### REQUIRED ACTION
Copy every line that holds the string "stderr" from the data below.

═══ SOURCE DATA ═══

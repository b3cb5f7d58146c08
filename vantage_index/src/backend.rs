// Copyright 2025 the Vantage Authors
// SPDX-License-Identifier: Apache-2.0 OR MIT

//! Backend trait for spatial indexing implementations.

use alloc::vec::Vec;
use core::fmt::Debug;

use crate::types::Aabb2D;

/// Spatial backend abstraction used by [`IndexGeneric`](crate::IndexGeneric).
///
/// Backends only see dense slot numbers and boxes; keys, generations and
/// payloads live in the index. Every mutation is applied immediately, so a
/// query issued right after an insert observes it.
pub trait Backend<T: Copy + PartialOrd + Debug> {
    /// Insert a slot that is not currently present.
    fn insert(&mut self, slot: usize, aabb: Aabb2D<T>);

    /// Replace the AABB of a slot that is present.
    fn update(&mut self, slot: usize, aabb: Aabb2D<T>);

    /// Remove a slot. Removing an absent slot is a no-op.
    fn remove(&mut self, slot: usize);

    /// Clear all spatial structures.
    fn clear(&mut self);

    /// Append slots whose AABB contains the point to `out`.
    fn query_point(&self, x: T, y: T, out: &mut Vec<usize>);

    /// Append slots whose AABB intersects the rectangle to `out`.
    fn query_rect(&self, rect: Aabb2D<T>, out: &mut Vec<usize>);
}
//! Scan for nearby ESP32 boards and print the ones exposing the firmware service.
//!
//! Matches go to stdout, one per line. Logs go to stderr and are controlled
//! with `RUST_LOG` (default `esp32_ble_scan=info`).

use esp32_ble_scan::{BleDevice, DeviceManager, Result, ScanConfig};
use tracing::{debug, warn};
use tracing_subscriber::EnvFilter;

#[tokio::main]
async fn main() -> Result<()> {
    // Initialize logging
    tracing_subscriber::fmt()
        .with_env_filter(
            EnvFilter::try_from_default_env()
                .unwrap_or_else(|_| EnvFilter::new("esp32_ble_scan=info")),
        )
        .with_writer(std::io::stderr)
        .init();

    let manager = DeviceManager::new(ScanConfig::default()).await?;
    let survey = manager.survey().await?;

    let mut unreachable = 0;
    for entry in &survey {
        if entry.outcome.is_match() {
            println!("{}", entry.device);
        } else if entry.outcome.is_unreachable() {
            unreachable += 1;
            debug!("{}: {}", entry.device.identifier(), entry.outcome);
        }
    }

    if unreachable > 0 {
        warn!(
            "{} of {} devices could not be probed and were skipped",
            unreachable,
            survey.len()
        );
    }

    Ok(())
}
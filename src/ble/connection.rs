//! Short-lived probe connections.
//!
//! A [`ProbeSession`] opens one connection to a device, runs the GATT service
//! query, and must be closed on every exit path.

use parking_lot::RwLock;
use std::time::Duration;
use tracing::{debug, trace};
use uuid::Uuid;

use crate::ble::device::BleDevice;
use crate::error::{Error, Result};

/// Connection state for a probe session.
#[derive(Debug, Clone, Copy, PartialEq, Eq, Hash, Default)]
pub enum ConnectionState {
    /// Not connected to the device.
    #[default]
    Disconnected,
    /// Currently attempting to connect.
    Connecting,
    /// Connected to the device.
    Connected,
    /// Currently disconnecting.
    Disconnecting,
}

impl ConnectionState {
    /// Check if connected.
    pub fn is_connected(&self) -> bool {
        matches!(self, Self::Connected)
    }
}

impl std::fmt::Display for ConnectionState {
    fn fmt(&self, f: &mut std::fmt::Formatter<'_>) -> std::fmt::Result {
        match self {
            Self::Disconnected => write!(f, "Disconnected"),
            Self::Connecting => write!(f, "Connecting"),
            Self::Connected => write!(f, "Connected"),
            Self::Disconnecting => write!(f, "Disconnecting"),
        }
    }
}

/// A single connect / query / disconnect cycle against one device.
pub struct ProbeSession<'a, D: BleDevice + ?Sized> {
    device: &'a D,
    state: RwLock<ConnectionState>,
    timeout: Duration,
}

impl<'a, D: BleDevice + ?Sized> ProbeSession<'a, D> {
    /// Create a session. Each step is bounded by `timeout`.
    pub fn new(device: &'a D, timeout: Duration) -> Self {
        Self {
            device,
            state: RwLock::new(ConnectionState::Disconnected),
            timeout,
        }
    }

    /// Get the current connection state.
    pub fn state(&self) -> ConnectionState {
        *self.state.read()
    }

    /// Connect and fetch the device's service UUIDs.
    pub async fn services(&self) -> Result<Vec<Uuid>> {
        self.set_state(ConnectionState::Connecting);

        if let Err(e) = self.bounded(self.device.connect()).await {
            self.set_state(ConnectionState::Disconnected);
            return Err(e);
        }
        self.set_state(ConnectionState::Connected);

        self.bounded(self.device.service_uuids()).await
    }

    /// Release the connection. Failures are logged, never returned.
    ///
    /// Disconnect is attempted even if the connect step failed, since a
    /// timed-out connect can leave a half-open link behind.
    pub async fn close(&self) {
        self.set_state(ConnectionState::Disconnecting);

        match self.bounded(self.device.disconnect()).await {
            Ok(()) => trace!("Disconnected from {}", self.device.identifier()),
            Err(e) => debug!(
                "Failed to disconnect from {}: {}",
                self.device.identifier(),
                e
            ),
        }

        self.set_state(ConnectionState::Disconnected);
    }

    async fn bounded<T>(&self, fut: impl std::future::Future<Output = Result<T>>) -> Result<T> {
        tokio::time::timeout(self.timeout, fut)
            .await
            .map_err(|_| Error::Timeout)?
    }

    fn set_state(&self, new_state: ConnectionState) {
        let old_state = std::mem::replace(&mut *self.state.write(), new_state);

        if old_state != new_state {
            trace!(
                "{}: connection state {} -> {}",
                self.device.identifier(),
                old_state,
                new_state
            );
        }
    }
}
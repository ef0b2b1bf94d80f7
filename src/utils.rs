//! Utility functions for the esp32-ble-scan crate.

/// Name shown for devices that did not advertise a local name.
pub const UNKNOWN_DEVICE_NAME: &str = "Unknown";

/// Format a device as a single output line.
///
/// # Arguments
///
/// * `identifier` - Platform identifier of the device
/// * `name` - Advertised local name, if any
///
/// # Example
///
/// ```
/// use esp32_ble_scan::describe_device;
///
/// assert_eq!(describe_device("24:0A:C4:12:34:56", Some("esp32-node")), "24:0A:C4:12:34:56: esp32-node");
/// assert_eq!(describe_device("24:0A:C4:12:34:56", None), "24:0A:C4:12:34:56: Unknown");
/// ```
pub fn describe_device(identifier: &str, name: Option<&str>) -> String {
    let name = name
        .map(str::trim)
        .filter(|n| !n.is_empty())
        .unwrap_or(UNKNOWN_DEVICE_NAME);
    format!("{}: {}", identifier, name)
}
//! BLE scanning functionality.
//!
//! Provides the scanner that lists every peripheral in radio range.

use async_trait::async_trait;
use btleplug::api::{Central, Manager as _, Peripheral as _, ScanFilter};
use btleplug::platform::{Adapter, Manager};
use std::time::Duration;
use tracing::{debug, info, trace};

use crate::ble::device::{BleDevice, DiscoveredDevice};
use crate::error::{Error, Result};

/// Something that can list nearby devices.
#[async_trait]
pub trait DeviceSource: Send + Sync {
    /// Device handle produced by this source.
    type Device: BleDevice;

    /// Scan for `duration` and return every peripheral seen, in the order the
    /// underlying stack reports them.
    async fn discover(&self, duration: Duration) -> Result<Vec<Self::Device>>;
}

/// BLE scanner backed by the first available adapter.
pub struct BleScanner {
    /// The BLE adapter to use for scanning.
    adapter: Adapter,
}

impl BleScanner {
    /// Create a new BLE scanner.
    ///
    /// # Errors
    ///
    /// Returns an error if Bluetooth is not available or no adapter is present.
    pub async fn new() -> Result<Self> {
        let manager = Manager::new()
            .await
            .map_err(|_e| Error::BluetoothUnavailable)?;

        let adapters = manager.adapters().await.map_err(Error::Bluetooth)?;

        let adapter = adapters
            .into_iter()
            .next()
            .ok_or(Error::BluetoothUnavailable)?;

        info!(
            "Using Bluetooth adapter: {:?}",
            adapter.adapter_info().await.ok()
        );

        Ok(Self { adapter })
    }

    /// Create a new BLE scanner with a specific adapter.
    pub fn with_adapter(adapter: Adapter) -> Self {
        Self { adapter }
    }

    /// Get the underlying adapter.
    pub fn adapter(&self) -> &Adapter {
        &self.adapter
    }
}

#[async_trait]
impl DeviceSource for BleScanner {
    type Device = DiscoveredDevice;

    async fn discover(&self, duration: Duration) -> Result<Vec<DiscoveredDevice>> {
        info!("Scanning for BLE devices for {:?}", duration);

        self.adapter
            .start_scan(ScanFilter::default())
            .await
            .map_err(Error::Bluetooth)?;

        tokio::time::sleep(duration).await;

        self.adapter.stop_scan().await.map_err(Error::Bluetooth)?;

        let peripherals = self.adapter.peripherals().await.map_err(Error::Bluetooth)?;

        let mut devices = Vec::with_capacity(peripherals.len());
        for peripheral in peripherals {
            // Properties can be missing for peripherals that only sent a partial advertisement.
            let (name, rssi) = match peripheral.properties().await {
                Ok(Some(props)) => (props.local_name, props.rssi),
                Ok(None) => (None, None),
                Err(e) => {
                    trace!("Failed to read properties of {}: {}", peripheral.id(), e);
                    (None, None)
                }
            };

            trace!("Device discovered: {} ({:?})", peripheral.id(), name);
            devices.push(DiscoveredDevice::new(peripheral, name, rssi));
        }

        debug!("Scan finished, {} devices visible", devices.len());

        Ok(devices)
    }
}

═══

### FINISHED TASK
//! Matches go to stdout, one per line. Logs go to stderr and are controlled
        .with_writer(std::io::stderr)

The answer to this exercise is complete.